The anti-inflammatory properties of ASX have been described by many previous studies [33,37], and various molecular mechanisms of action have been suggested. These include a blockade of the nuclear factor kappa-light-chain-enhancer of activated B cells (NF-κB) signaling pathway [51,52,53,54,55,56], inhibition of c-Jun N-terminal kinase (JNK) in the mitogen-activated protein kinase (MAPK) signaling pathway [54,56], prevention of ROS accumulation by nuclear factor E2-related factor 2 (Nrf2) [55], positive modulation of Src homology region 2 domain-containing phosphatase-1 (SHP-1) protein expression [51], suppression of cyclooxygenase-2 (COX-2) and inducible nitric oxide synthase (iNOS) [57], and induction of heme oxygenase-1 (HO-1) [58].
Although more investigations are needed to clarify the association between PPARs and inflammation, it has been reported that PPARγ ligands can regulate inflammatory responses by the transrepression of several signaling pathways (NF-κB, activating protein 1 (AP-1), and signal tranducer and activator of transcription (STAT)-1) [59]. In agreement with this, ASX showed the induction of LXR and CD36 mRNA expression via PPARγ activation in macrophages [43]. In addition to their involvement in cholesterol and lipid metabolism, LXRs also suppress the expression of pro-inflammatory genes such as tumor necrosis factor α (TNF-α), COX-2, iNOS, and matrix metalloprotease 9 (MMP9) [60]. CD36, a class B transmembrane scavenger receptor, is expressed by multiple cell types including macrophages and plays an important role in the pro-inflammatory and oxidative pathways [61,62]. ASX also exhibited protective effects against H. pylori-induced gastric inflammation [48]. H. pylori induces the release and activation of inflammatory cytokines, such as interleukin (IL)-8, via NF-κB activation in gastric mucosa [63,64,65]. Subsequently, IL-8 stimulates the assembly of neutrophils and ROS generation in the infected lesion [66]. PPARγ activation by ASX treatment improved the activity of antioxidant enzyme catalase (a downstream target gene for PPARγ), restored ROS overproduction, and inhibited IL-8 expression in H. pylori-infected gastric epithelial cells.
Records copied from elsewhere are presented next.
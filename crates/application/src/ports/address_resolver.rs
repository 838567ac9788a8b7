use ferrous_resolv_domain::DomainError;
use std::net::Ipv4Addr;

/// Blocking forward lookup of a single IPv4 address for a hostname.
pub trait AddressResolver: Send + Sync {
    fn resolve_ipv4(&self, host: &str) -> Result<Ipv4Addr, DomainError>;
}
Meanwhile, ASX-mediated reductions in plasma and hepatic TNF-α and IL-6 expression were reported in an in vivo study [40], which suggests the possible involvement of PPARα activation, but not of PPARγ activation.

3.2. Anticancer Effects

ASX has demonstrated anticancer activity through multiple mechanisms including cell growth inhibition, apoptosis induction, and interference of cell cycle progression [34]. Suggested molecular targets for ASX-induced cancer prevention and treatment include NF-κB, Janus kinase (JAK)/STAT-3, phosphatidylinositide 3-kinase/protein kinase B (PI3K/Akt), MAPK, Nrf2, and PPARγ [34]. Although some PPARγ agonists have shown pro-tumorigenic activities [67,68,69,70], PPARγ activation is also considered a promising therapeutic target for novel anticancer agents. This is based on its suppression of cellular growth and proliferation as well as its promotion of terminal differentiation and apoptosis [71,72,73].
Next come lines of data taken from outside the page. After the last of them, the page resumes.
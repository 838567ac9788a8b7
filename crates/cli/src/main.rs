use clap::{Parser, Subcommand, ValueEnum};
use ferrous_resolv_domain::{AddrInfoFlags, AddrInfoHints, AddressFamily, CliOverrides, SocketType};
use std::net::Ipv4Addr;
use tracing::info;

mod bootstrap;
mod commands;
mod di;

#[derive(Parser)]
#[command(name = "ferrous-resolv")]
#[command(version = "0.1.0")]
#[command(about = "Ferrous Resolv - minimal IPv4 DNS stub resolver")]
struct Cli {
    /// Configuration file path
    #[arg(short = 'c', long, value_name = "FILE", global = true)]
    config: Option<String>,

    /// DNS server address (overrides config and resolv.conf)
    #[arg(short = 'n', long, global = true)]
    nameserver: Option<Ipv4Addr>,

    /// Query timeout in milliseconds
    #[arg(long, value_name = "MS", global = true)]
    timeout_ms: Option<u64>,

    /// Log level (trace, debug, info, warn, error)
    #[arg(long, global = true)]
    log_level: Option<String>,

    #[command(subcommand)]
    command: Commands,
}

#[derive(Subcommand)]
enum Commands {
    /// Resolve a host/service pair the way getaddrinfo does
    Lookup {
        /// Host name or dotted-decimal address; omit for the wildcard address
        host: Option<String>,

        /// Numeric port or a known service name (http, https)
        #[arg(short, long)]
        service: Option<String>,

        #[arg(long, value_enum, default_value_t = FamilyArg::Unspec)]
        family: FamilyArg,

        #[arg(long, value_enum, default_value_t = SockTypeArg::Any)]
        socktype: SockTypeArg,

        /// Request the canonical name in the result
        #[arg(long)]
        canonname: bool,
    },

    /// Legacy host-entry lookup (gethostbyname)
    Hostent { name: String },

    /// Startup probe: resolve the configured test host once and report
    SelfTest {
        #[arg(long)]
        host: Option<String>,

        #[arg(long)]
        service: Option<String>,
    },

    /// Print the message for an address-info status code
    Strerror {
        #[arg(allow_negative_numbers = true)]
        code: i32,
    },
}

#[derive(Clone, Copy, ValueEnum)]
enum FamilyArg {
    Unspec,
    Inet,
    Inet6,
}

impl From<FamilyArg> for AddressFamily {
    fn from(family: FamilyArg) -> Self {
        match family {
            FamilyArg::Unspec => AddressFamily::Unspecified,
            FamilyArg::Inet => AddressFamily::Inet,
            FamilyArg::Inet6 => AddressFamily::Inet6,
        }
    }
}

#[derive(Clone, Copy, ValueEnum)]
enum SockTypeArg {
    Any,
    Stream,
    Dgram,
}

impl From<SockTypeArg> for SocketType {
    fn from(socktype: SockTypeArg) -> Self {
        match socktype {
            SockTypeArg::Any => SocketType::Any,
            SockTypeArg::Stream => SocketType::Stream,
            SockTypeArg::Dgram => SocketType::Datagram,
        }
    }
}

fn main() -> anyhow::Result<()> {
    let cli = Cli::parse();

    let cli_overrides = CliOverrides {
        nameserver: cli.nameserver,
        query_timeout_ms: cli.timeout_ms,
        log_level: cli.log_level.clone(),
    };

    let config = bootstrap::load_config(cli.config.as_deref(), cli_overrides)?;

    bootstrap::init_logging(&config);

    info!("Starting Ferrous Resolv v{}", env!("CARGO_PKG_VERSION"));

    match cli.command {
        Commands::Strerror { code } => commands::strerror::run(code),
        Commands::Lookup {
            host,
            service,
            family,
            socktype,
            canonname,
        } => {
            let resolver = di::Resolver::new(&config);
            let flags = if canonname {
                AddrInfoFlags::CANONNAME
            } else {
                AddrInfoFlags::NONE
            };
            let hints = AddrInfoHints {
                flags,
                family: family.into(),
                socket_type: socktype.into(),
                protocol: 0,
            };
            commands::lookup::run(&resolver, host.as_deref(), service.as_deref(), &hints)
        }
        Commands::Hostent { name } => {
            let resolver = di::Resolver::new(&config);
            commands::hostent::run(&resolver, &name)
        }
        Commands::SelfTest { host, service } => {
            let resolver = di::Resolver::new(&config);
            let host = host.unwrap_or_else(|| config.dns.self_test_host.clone());
            let service = service.unwrap_or_else(|| config.dns.self_test_service.clone());
            commands::self_test::run(&resolver, &host, &service)
        }
    }
}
As mentioned previously, a specific PPARγ antagonist (GW9662) suppressed ASX-mediated induction of the connexin 43 gene in mouse embryonic fibroblasts (C3H/10T1/2) [45]. This result implies that cancer-preventive upregulation of connexin 43 is associated with ASX and its ability to activate PPARγ. Zhang et al. [47] also demonstrated that ASX, in a time- and/or dose-dependent manner, inhibited cell growth, decreased cell viability, and induced cell cycle arrest and apoptosis in K562 leukemia cells, which are partly attenuated through the preincubation of GW9662.
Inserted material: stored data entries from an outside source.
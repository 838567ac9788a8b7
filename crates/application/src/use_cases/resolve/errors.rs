use ferrous_resolv_domain::DomainError;
use thiserror::Error;

pub const EAI_FAMILY: i32 = 1;
pub const EAI_FAIL: i32 = 4;
pub const EAI_NONAME: i32 = 8;
pub const EAI_SERVICE: i32 = 9;

pub const HOST_NOT_FOUND: i32 = 1;
pub const NO_RECOVERY: i32 = 3;

/// Failures of the address-info entry point.
#[derive(Error, Debug, Clone, Copy, PartialEq, Eq)]
pub enum AddrInfoError {
    #[error("name or service not known")]
    NoName,

    #[error("non-recoverable failure")]
    Fail,

    #[error("ai_family not supported")]
    Family,

    #[error("service not supported")]
    Service,
}

impl AddrInfoError {
    pub const fn code(self) -> i32 {
        match self {
            AddrInfoError::NoName => EAI_NONAME,
            AddrInfoError::Fail => EAI_FAIL,
            AddrInfoError::Family => EAI_FAMILY,
            AddrInfoError::Service => EAI_SERVICE,
        }
    }

    pub const fn from_code(code: i32) -> Option<Self> {
        match code {
            EAI_NONAME => Some(AddrInfoError::NoName),
            EAI_FAIL => Some(AddrInfoError::Fail),
            EAI_FAMILY => Some(AddrInfoError::Family),
            EAI_SERVICE => Some(AddrInfoError::Service),
            _ => None,
        }
    }

    pub const fn message(self) -> &'static str {
        match self {
            AddrInfoError::NoName => "name or service not known",
            AddrInfoError::Fail => "non-recoverable failure",
            AddrInfoError::Family => "ai_family not supported",
            AddrInfoError::Service => "service not supported",
        }
    }
}

impl From<&DomainError> for AddrInfoError {
    fn from(error: &DomainError) -> Self {
        if error.is_configuration_error() {
            AddrInfoError::Fail
        } else {
            AddrInfoError::NoName
        }
    }
}

/// Fixed text for an address-info status code, `0` included.
pub fn gai_strerror(code: i32) -> &'static str {
    match code {
        0 => "success",
        other => AddrInfoError::from_code(other)
            .map(AddrInfoError::message)
            .unwrap_or("unknown error"),
    }
}

/// Failures of the legacy host-entry entry point.
#[derive(Error, Debug, Clone, Copy, PartialEq, Eq)]
pub enum HostLookupError {
    #[error("host not found")]
    HostNotFound,

    #[error("non-recoverable name server error")]
    NoRecovery,
}

impl HostLookupError {
    /// Conventional `h_errno` value.
    pub const fn h_errno(self) -> i32 {
        match self {
            HostLookupError::HostNotFound => HOST_NOT_FOUND,
            HostLookupError::NoRecovery => NO_RECOVERY,
        }
    }
}

impl From<&DomainError> for HostLookupError {
    fn from(error: &DomainError) -> Self {
        if error.is_configuration_error() {
            HostLookupError::NoRecovery
        } else {
            HostLookupError::HostNotFound
        }
    }
}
In addition to PPARγ, the roles of other PPAR subtypes in carcinogenesis and chemoprevention have been demonstrated [4]. For example, PPARα-dependent hepatocarcinogenesis has been reported in chronic rodent models [74], and PPARα agonists have been found to attenuate cell growth and angiogenesis in various tumor strains including A459 human non-small cell lung cancer, B16-F10 murine melanoma, Lewis lung carcinoma, U87 human glioblastoma, and HT-1080 human fibrosarcoma [75,76]. There is limited proof that downregulation of PPARβ/δ by several antagonists can inhibit tumorigenesis; thus, there are still conflicting opinions on the relationship between PPARβ/δ and cancer development, treatment, and prevention [77,78]. Further comprehensive research on ASX-mediated PPARα or PPARβ/δ modulation and therapeutic impacts on cancer progression are necessary to elucidate its possible anticancer properties.

3.3. Effects on Lipid and Glucose Metabolism

All PPAR subtypes are involved in lipid and carbohydrate metabolism as well as the management of metabolic syndrome and related disorders such as obesity, type 2 diabetes, atherosclerosis, and non-alcoholic fatty liver disease (NAFLD) [11,79]. Most studies have demonstrated that the physiological role of ASX is mainly focused on hepatic lipid and glucose metabolism via the modulation of PPARα and/or PPARγ.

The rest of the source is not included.